The computer code DRAGON contains a collection of models which can simulate a nuclear reactor fuel assembly neutronic, photonic, electronic and positronic behaviours. It includes all of the functions that characterize a lattice cell code, namely: the interpolation of microscopic cross sections which are supplied by means of standard libraries; resonance self-shielding calculations in multidimensional geometries; multigroup and multidimensional neutron flux calculations which can take into account neutron leakage; transport-transport or transport-diffusion equivalence calculations as well as editing of condensed and homogenized nuclear properties for reactor calculations; isotopic depletion calculations and finally photons, electrons and positrons transport capabilities.

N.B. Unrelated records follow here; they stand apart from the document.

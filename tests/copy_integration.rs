//! End-to-end copies over regular files, driving the real setup and worker
//! fleet without any sg device present.

use sgdd::args;
use sgdd::copy::runner;
use sgdd::error::Category;
use sgdd::setup;

fn run(ops: &[String]) -> (setup::PreparedCopy, Category) {
    let opts = args::parse_operands(ops).expect("operands parse");
    let prepared = setup::prepare(opts).expect("setup");
    runner::run_copy(&prepared.gs, prepared.num_threads);
    let status = prepared.gs.exit_status();
    (prepared, status)
}

fn ops(list: &[String]) -> Vec<String> {
    list.to_vec()
}

#[test]
fn copy_zero_source_through_two_workers() {
    // bs=512 count=8 bpt=4 thr=2 if=/dev/zero: destination receives 4096
    // zero bytes.
    let dir = tempfile::tempdir().unwrap();
    let dst = dir.path().join("out");
    let (prepared, status) = run(&ops(&[
        "bs=512".into(),
        "count=8".into(),
        "bpt=4".into(),
        "thr=2".into(),
        "if=/dev/zero".into(),
        format!("of={}", dst.display()),
    ]));
    assert_eq!(status, Category::Clean);
    let got = std::fs::read(&dst).unwrap();
    assert_eq!(got.len(), 4096);
    assert!(got.iter().all(|&b| b == 0));
    assert_eq!(prepared.gs.out_side.lock().unwrap().rem, 0);
}

#[test]
fn copy_is_bit_identical_with_short_final_segment() {
    // bs=512 count=10 bpt=3 thr=3 over a 5120-byte ascending source: the
    // final segment is one block and the output matches byte for byte.
    let dir = tempfile::tempdir().unwrap();
    let src = dir.path().join("src");
    let dst = dir.path().join("dst");
    let data: Vec<u8> = (0..10 * 512).map(|i| (i % 256) as u8).collect();
    std::fs::write(&src, &data).unwrap();

    let (prepared, status) = run(&ops(&[
        "bs=512".into(),
        "count=10".into(),
        "bpt=3".into(),
        "thr=3".into(),
        format!("if={}", src.display()),
        format!("of={}", dst.display()),
    ]));
    assert_eq!(status, Category::Clean);
    assert_eq!(std::fs::read(&dst).unwrap(), data);

    let out_c = prepared.gs.out_side.lock().unwrap();
    assert_eq!(out_c.partial, 0);
    assert_eq!(out_c.rem, 0);
    drop(out_c);
    let in_c = prepared.gs.in_side.lock().unwrap();
    assert_eq!(in_c.partial, 0);
    assert_eq!(in_c.rem, 0);
}

#[test]
fn count_zero_runs_no_workers() {
    let dir = tempfile::tempdir().unwrap();
    let src = dir.path().join("src");
    let dst = dir.path().join("dst");
    std::fs::write(&src, vec![9u8; 512]).unwrap();
    let (prepared, status) = run(&ops(&[
        "count=0".into(),
        format!("if={}", src.display()),
        format!("of={}", dst.display()),
    ]));
    assert_eq!(status, Category::Clean);
    assert_eq!(std::fs::read(&dst).unwrap().len(), 0);
    assert_eq!(
        prepared
            .gs
            .pos_index
            .load(std::sync::atomic::Ordering::SeqCst),
        0
    );
}

#[test]
fn one_block_many_threads() {
    // count=1 bpt=1 thr=16: exactly one worker moves one block, the others
    // find the input exhausted and exit.
    let dir = tempfile::tempdir().unwrap();
    let src = dir.path().join("src");
    let dst = dir.path().join("dst");
    std::fs::write(&src, vec![0xa5u8; 512]).unwrap();
    let (prepared, status) = run(&ops(&[
        "bs=512".into(),
        "count=1".into(),
        "bpt=1".into(),
        "thr=16".into(),
        format!("if={}", src.display()),
        format!("of={}", dst.display()),
    ]));
    assert_eq!(status, Category::Clean);
    assert_eq!(std::fs::read(&dst).unwrap(), vec![0xa5u8; 512]);
    assert_eq!(prepared.gs.out_side.lock().unwrap().rem, 0);
}

#[test]
fn skip_and_seek_offset_both_sides() {
    let dir = tempfile::tempdir().unwrap();
    let src = dir.path().join("src");
    let dst = dir.path().join("dst");
    let data: Vec<u8> = (0..8 * 512).map(|i| (i / 512) as u8).collect();
    std::fs::write(&src, &data).unwrap();
    // Pre-fill two blocks of the destination so the seek landing is visible.
    std::fs::write(&dst, vec![0xff; 2 * 512]).unwrap();

    let (_prepared, status) = run(&ops(&[
        "bs=512".into(),
        "count=4".into(),
        "bpt=2".into(),
        "thr=2".into(),
        "skip=3".into(),
        "seek=2".into(),
        format!("if={}", src.display()),
        format!("of={}", dst.display()),
    ]));
    assert_eq!(status, Category::Clean);
    let got = std::fs::read(&dst).unwrap();
    assert_eq!(got.len(), 6 * 512);
    assert!(got[..2 * 512].iter().all(|&b| b == 0xff));
    // blocks 3..7 of the source land at blocks 2..6 of the destination
    assert_eq!(&got[2 * 512..], &data[3 * 512..7 * 512]);
}

#[test]
fn register_file_sees_every_read() {
    let dir = tempfile::tempdir().unwrap();
    let src = dir.path().join("src");
    let dst = dir.path().join("dst");
    let reg = dir.path().join("reg");
    let data: Vec<u8> = (0..6 * 512).map(|i| (i % 251) as u8).collect();
    std::fs::write(&src, &data).unwrap();

    let (_prepared, status) = run(&ops(&[
        "bs=512".into(),
        "count=6".into(),
        "bpt=2".into(),
        "thr=2".into(),
        format!("if={}", src.display()),
        format!("of={}", dst.display()),
        format!("ofreg={}", reg.display()),
    ]));
    assert_eq!(status, Category::Clean);
    assert_eq!(std::fs::read(&dst).unwrap(), data);
    // Register writes are gated by the same ordering condvar, so the copy
    // arrives in block order too.
    assert_eq!(std::fs::read(&reg).unwrap(), data);
}

#[test]
fn null_output_only_accounts() {
    let dir = tempfile::tempdir().unwrap();
    let src = dir.path().join("src");
    std::fs::write(&src, vec![3u8; 4 * 512]).unwrap();
    let (prepared, status) = run(&ops(&[
        "count=4".into(),
        format!("if={}", src.display()),
        "of=.".into(),
    ]));
    assert_eq!(status, Category::Clean);
    assert_eq!(prepared.gs.out_side.lock().unwrap().rem, 0);
    assert_eq!(prepared.gs.in_side.lock().unwrap().rem, 0);
}

#[test]
fn large_copy_many_threads_stays_ordered() {
    // A larger sweep: 1009 blocks (prime, forces a ragged tail) through 8
    // workers with a small segment size.
    let dir = tempfile::tempdir().unwrap();
    let src = dir.path().join("src");
    let dst = dir.path().join("dst");
    let blocks = 1009usize;
    let data: Vec<u8> = (0..blocks * 512)
        .map(|i| ((i / 512) % 256) as u8 ^ (i % 7) as u8)
        .collect();
    std::fs::write(&src, &data).unwrap();

    let (prepared, status) = run(&ops(&[
        "bs=512".into(),
        format!("count={blocks}"),
        "bpt=5".into(),
        "thr=8".into(),
        format!("if={}", src.display()),
        format!("of={}", dst.display()),
    ]));
    assert_eq!(status, Category::Clean);
    assert_eq!(std::fs::read(&dst).unwrap(), data);
    assert_eq!(prepared.gs.out_side.lock().unwrap().rem, 0);
    assert_eq!(prepared.gs.in_side.lock().unwrap().partial, 0);
}

#[test]
fn missing_count_over_regular_files_is_reported() {
    let dir = tempfile::tempdir().unwrap();
    let src = dir.path().join("src");
    let dst = dir.path().join("dst");
    std::fs::write(&src, vec![0u8; 512]).unwrap();
    let opts = args::parse_operands(&[
        format!("if={}", src.display()),
        format!("of={}", dst.display()),
    ])
    .unwrap();
    let res = setup::prepare(opts);
    assert!(matches!(res, Err(sgdd::error::SetupError::CountUnknown)));
}
/// Open everything and resolve the copy size. `opts` is consumed into the
/// shared state.
pub fn prepare(mut opts: Options) -> Result<PreparedCopy, SetupError> {
    let mut owned: Vec<OwnedFd> = Vec::new();
    let mut sg_owned: Vec<PreparedFd> = Vec::new();

    // Input endpoint.
    let mut in_fd: RawFd = libc::STDIN_FILENO;
    let mut in_kind = FileKind::Stdin;
    let mut in_path: Option<PathBuf> = None;
    if let Some(name) = opts.inf.clone().filter(|n| n.as_str() != "-") {
        let path = PathBuf::from(&name);
        in_kind = filetype::detect(&path);
        match in_kind {
            FileKind::Error => return Err(SetupError::Access(name)),
            FileKind::Tape => return Err(SetupError::TapeDevice(name)),
            FileKind::Sg => {
                let prep = device::open_prepared(
                    &path,
                    sg_opts(&opts.in_flags, opts.elem_sz),
                    opts.bs,
                    opts.bpt,
                )
                .map_err(|e| SetupError::SgPrepare {
                    path: name.clone(),
                    reason: e.to_string(),
                })?;
                in_fd = prep.raw();
                sg_owned.push(prep);
            }
            _ => {
                let fd = open_plain(
                    &path,
                    libc::O_RDONLY,
                    opts.in_flags.direct,
                    opts.in_flags.excl,
                    opts.in_flags.dsync,
                    false,
                )?;
                in_fd = std::os::fd::AsRawFd::as_raw_fd(&fd);
                owned.push(fd);
                if opts.skip > 0 {
                    seek_blocks(in_fd, &path, opts.skip, opts.bs)?;
                }
            }
        }
        in_path = Some(path);
    }
    if (opts.in_flags.v3 || opts.in_flags.v4) && in_kind != FileKind::Sg {
        warn!("iflag= v3 and v4 both ignored when IFILE is not an sg device");
        opts.in_flags.v3 = false;
        opts.in_flags.v4 = false;
    }

    // Output endpoint. `of` not given defaults to the null sink (differs
    // from classical dd); `-` is stdout.
    let ofile_given = opts.outf.is_some();
    let mut out_fd: RawFd = -1;
    let mut out_kind = FileKind::Null;
    let mut out_path: Option<PathBuf> = None;
    match opts.outf.clone() {
        Some(name) if name == "-" => {
            out_fd = libc::STDOUT_FILENO;
            out_kind = FileKind::Other;
        }
        Some(name) => {
            let path = PathBuf::from(&name);
            out_kind = filetype::detect(&path);
            match out_kind {
                FileKind::Tape => return Err(SetupError::TapeDevice(name)),
                FileKind::Sg => {
                    let prep = device::open_prepared(
                        &path,
                        sg_opts(&opts.out_flags, opts.elem_sz),
                        opts.bs,
                        opts.bpt,
                    )
                    .map_err(|e| SetupError::SgPrepare {
                        path: name.clone(),
                        reason: e.to_string(),
                    })?;
                    out_fd = prep.raw();
                    sg_owned.push(prep);
                }
                FileKind::Null => out_fd = -1, /* don't bother opening */
                FileKind::Raw => {
                    let fd = open_plain(&path, libc::O_WRONLY, false, false, false, false)?;
                    out_fd = std::os::fd::AsRawFd::as_raw_fd(&fd);
                    owned.push(fd);
                    if opts.seek > 0 {
                        seek_blocks(out_fd, &path, opts.seek, opts.bs)?;
                    }
                }
                _ => {
                    let fd = open_plain(
                        &path,
                        libc::O_WRONLY | libc::O_CREAT,
                        opts.out_flags.direct,
                        opts.out_flags.excl,
                        opts.out_flags.dsync,
                        opts.out_flags.append,
                    )?;
                    out_fd = std::os::fd::AsRawFd::as_raw_fd(&fd);
                    owned.push(fd);
                    if out_kind == FileKind::Error {
                        out_kind = FileKind::Other; /* regular file created */
                    }
                    if opts.seek > 0 {
                        seek_blocks(out_fd, &path, opts.seek, opts.bs)?;
                    }
                }
            }
            out_path = Some(path);
        }
        None => {}
    }
    if (opts.out_flags.v3 || opts.out_flags.v4) && out_kind != FileKind::Sg {
        warn!("oflag= v3 and v4 both ignored when OFILE is not an sg device");
        opts.out_flags.v3 = false;
        opts.out_flags.v4 = false;
    }

    // Second output; only an sg second output is ever written by workers,
    // but the file is opened (and created) like the primary.
    let mut out2_fd: Option<RawFd> = None;
    let mut out2_kind = FileKind::Null;
    let mut out2_path: Option<PathBuf> = None;
    if let Some(name) = opts.out2f.clone().filter(|n| n.as_str() != "-") {
        let path = PathBuf::from(&name);
        out2_kind = filetype::detect(&path);
        match out2_kind {
            FileKind::Tape => return Err(SetupError::TapeDevice(name)),
            FileKind::Sg => {
                let prep = device::open_prepared(
                    &path,
                    sg_opts(&opts.out_flags, opts.elem_sz),
                    opts.bs,
                    opts.bpt,
                )
                .map_err(|e| SetupError::SgPrepare {
                    path: name.clone(),
                    reason: e.to_string(),
                })?;
                out2_fd = Some(prep.raw());
                sg_owned.push(prep);
            }
            FileKind::Null => {}
            _ => {
                let fd = open_plain(
                    &path,
                    libc::O_WRONLY | libc::O_CREAT,
                    opts.out_flags.direct,
                    opts.out_flags.excl,
                    opts.out_flags.dsync,
                    opts.out_flags.append,
                )?;
                let raw = std::os::fd::AsRawFd::as_raw_fd(&fd);
                owned.push(fd);
                if out2_kind == FileKind::Error {
                    out2_kind = FileKind::Other;
                }
                if opts.seek > 0 {
                    seek_blocks(raw, &path, opts.seek, opts.bs)?;
                }
                out2_fd = Some(raw);
            }
        }
        out2_path = Some(path);
    }

    // Promote the quieter side to v4 when both ends are sg and one asks for
    // it, unless the other was explicitly forced to v3.
    if in_kind == FileKind::Sg && out_kind == FileKind::Sg {
        if opts.in_flags.v4 && !opts.out_flags.v3 && !opts.out_flags.v4 {
            opts.out_flags.v4 = true;
            info!("changing OFILE from v3 to v4, use oflag=v3 to force v3");
        }
        if opts.out_flags.v4 && !opts.in_flags.v3 && !opts.in_flags.v4 {
            opts.in_flags.v4 = true;
            info!("changing IFILE from v3 to v4, use iflag=v3 to force v3");
        }
    }

    // Register file: regular file or pipe only.
    let mut outreg_fd: Option<RawFd> = None;
    if let Some(name) = opts.outregf.clone() {
        let path = PathBuf::from(&name);
        let kind = filetype::detect(&path);
        if !matches!(kind, FileKind::Other | FileKind::Error | FileKind::Null) {
            return Err(SetupError::Syntax(format!(
                "File: {name} can only be a regular file, pipe or /dev/null"
            )));
        }
        let fd = open_plain(&path, libc::O_WRONLY | libc::O_CREAT, false, false, false, false)?;
        let raw = std::os::fd::AsRawFd::as_raw_fd(&fd);
        owned.push(fd);
        outreg_fd = Some(raw);
        debug!(path = %name, fd = raw, "register file opened");
    }

    if is_stdin_name(opts.inf.as_deref()) && !ofile_given {
        return Err(SetupError::Syntax(
            "Won't default both IFILE to stdin _and_ OFILE to /dev/null".into(),
        ));
    }

    // Resolve the copy size when none was given.
    let mut dd_count = opts.count;
    if dd_count < 0 {
        let in_span = discover_capacity(in_fd, in_kind, opts.bs, opts.skip, "input");
        let out_span = discover_capacity(out_fd, out_kind, opts.bs, opts.seek, "output");
        // A non-positive span on one side defers entirely to the other side.
        dd_count = match (in_span, out_span) {
            (Some(i), Some(o)) if i > 0 && o > 0 => i.min(o),
            (Some(i), _) if i > 0 => i,
            (_, Some(o)) => o,
            (_, None) => -1,
        };
        debug!(dd_count, "resolved copy size");
        if dd_count < 0 {
            return Err(SetupError::CountUnknown);
        }
    }

    // Promote to 16-byte CDBs when the span outgrows the 10/12-byte forms.
    let mut cdbsz_in = opts.cdbsz;
    let mut cdbsz_out = opts.cdbsz;
    if !opts.cdbsz_given {
        if in_kind == FileKind::Sg
            && cdbsz_in != MAX_SCSI_CDBSZ
            && (dd_count + opts.skip > u32::MAX as i64 || opts.bpt > u16::MAX as usize)
        {
            info!("SCSI command size increased to 16 bytes (for 'if')");
            cdbsz_in = MAX_SCSI_CDBSZ;
        }
        if out_kind == FileKind::Sg
            && cdbsz_out != MAX_SCSI_CDBSZ
            && (dd_count + opts.seek > u32::MAX as i64 || opts.bpt > u16::MAX as usize)
        {
            info!("SCSI command size increased to 16 bytes (for 'of')");
            cdbsz_out = MAX_SCSI_CDBSZ;
        }
    }

    let mut gs = GlobalState::new(opts.bs, opts.bpt, dd_count, opts.skip, opts.seek);
    gs.aen = opts.aen;
    gs.elem_sz = opts.elem_sz;
    gs.cdbsz_in = cdbsz_in;
    gs.cdbsz_out = cdbsz_out;
    gs.debug = opts.debug;
    gs.in_fd = in_fd;
    gs.in_kind = in_kind;
    gs.in_flags = opts.in_flags;
    gs.in_path = in_path;
    gs.out_fd = out_fd;
    gs.out_kind = out_kind;
    gs.out_flags = opts.out_flags;
    gs.out_path = out_path;
    gs.out2_fd = out2_fd;
    gs.out2_kind = out2_kind;
    gs.out2_path = out2_path;
    gs.outreg_fd = outreg_fd;

    Ok(PreparedCopy {
        gs: Arc::new(gs),
        num_threads: opts.num_threads,
        do_sync: opts.do_sync,
        do_time: opts.do_time,
        ofile_given,
        _owned: owned,
        _sg_owned: sg_owned,
    })
}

The code DRAGON contains a multigroup iterator conceived to control a number of different algorithms for the solution of the neutron transport equation. Each of these algorithms is presented in the form of a one-group solution procedure where the contributions from other energy groups are included in a source term. The current version of DRAGON contains many such algorithms. The SYBIL option which solves the integral transport equation using the collision probability method for simple one-dimensional (1--D) geometries (either plane, cylindrical or spherical) and the interface current method for 2--D Cartesian or hexagonal assemblies. The EXCELL, NXT and SALT options which solves the integral transport equation using the collision probability method for general 2--D geometries and for three-dimensional (3--D) assemblies. The MCCG option solves the integro-differential transport equation using the long characteristics method for general 2--D and 3--D geometries.
The execution of DRAGON is controlled by the CLE-2000 supervisor. It is modular and can be interfaced easily with other production codes.